Outro desejo comum entre os torcedores modernos foi atendido. Quinhentas antenas de internet wi-fi de alta velocidade vão garantir a postagem de selfies em tempo real. Com a conectividade, os visitantes vão escolher músicas nos shows e eleger o momento mais bonito da partida, por exemplo. Os resultados aparecerão nos dois telões de alta definição, os maiores da América Latina, com 103 metros quadrados.
Como em muitas outras obras desse porte, o cronograma sofreu atrasos. A inauguração ocorre mais de um ano depois do prazo de entrega previsto no início dos trabalhos. Um dos problemas aconteceu em 2013, quando parte de uma das arquibancadas desabou, matando um operário. No período da construção, os parceiros Palmeiras e WTorre romperam a relação por uma discordância na interpretação de uma cláusula do contrato de cessão da arena. Segundo a construtora, a empresa tem o direito de explorar as 43 600 cadeiras do estádio, no sistema de assinatura: o torcedor pagaria um aluguel, estimado entre 3 000 e 10 000 reais por ano, para ter seu lugar garantido. A diretoria do Palmeiras entende que a WTorre deve ficar com apenas 10 000 assentos.

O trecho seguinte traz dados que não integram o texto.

use std::time::Duration;

use serde::Deserialize;

use crate::constants::{
    DEFAULT_DIAL_TIMEOUT, DEFAULT_IDLE_CONN_TIMEOUT, DEFAULT_TLS_HANDSHAKE_TIMEOUT,
};

/// Transport settings shared by all backend clients. The engine does not
/// open connections itself; these are handed to whichever client
/// implementation is wired in.
#[derive(Debug, Deserialize, Clone, Copy)]
pub struct TransportConfig {
    #[serde(default = "default_dial_timeout_ms")]
    pub dial_timeout_ms: u64,

    #[serde(default = "default_idle_conn_timeout_ms")]
    pub idle_conn_timeout_ms: u64,

    #[serde(default = "default_tls_handshake_timeout_ms")]
    pub tls_handshake_timeout_ms: u64,

    #[serde(default = "default_max_idle_conns")]
    pub max_idle_conns: usize,
}

impl Default for TransportConfig {
    fn default() -> Self {
        Self {
            dial_timeout_ms: default_dial_timeout_ms(),
            idle_conn_timeout_ms: default_idle_conn_timeout_ms(),
            tls_handshake_timeout_ms: default_tls_handshake_timeout_ms(),
            max_idle_conns: default_max_idle_conns(),
        }
    }
}

impl TransportConfig {
    pub fn dial_timeout(&self) -> Duration {
        Duration::from_millis(self.dial_timeout_ms)
    }

    pub fn idle_conn_timeout(&self) -> Duration {
        Duration::from_millis(self.idle_conn_timeout_ms)
    }

    pub fn tls_handshake_timeout(&self) -> Duration {
        Duration::from_millis(self.tls_handshake_timeout_ms)
    }
}

fn default_dial_timeout_ms() -> u64 {
    DEFAULT_DIAL_TIMEOUT.as_millis() as u64
}
fn default_idle_conn_timeout_ms() -> u64 {
    DEFAULT_IDLE_CONN_TIMEOUT.as_millis() as u64
}
fn default_tls_handshake_timeout_ms() -> u64 {
    DEFAULT_TLS_HANDSHAKE_TIMEOUT.as_millis() as u64
}
fn default_max_idle_conns() -> usize {
    100
}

As tentativas de acordo não deram resultado, e a decisão será tomada pela Câmara Fundação Getulio Vargas de Conciliação e Arbitragem, em data ainda indefinida.
A disputa das cadeiras não inclui a área dos camarotes. Nesse caso, cerca de 85% dos 179 espaços do tipo já foram negociados pela WTorre em contratos de três ou cinco anos. A anuidade varia de 200 000 a 600 000 reais, dependendo da localização e do tamanho do lugar. Mesmo em dias de agenda vazia, os donos poderão fazer festas e encontros privados e ainda usar o serviço de bufê. O Palmeiras terá um local próprio, para quarenta pessoas, na área mais nobre e de frente para o centro do gramado. No mercado, esse camarote seria avaliado em 1,8 milhão de reais por ano. Onze ídolos, como Ademir da Guia, ganharam cadeiras cativas por lá. Assim, o Palmeiras relembrará suas glórias do passado no mesmo campo que lhe abre as portas para o futuro.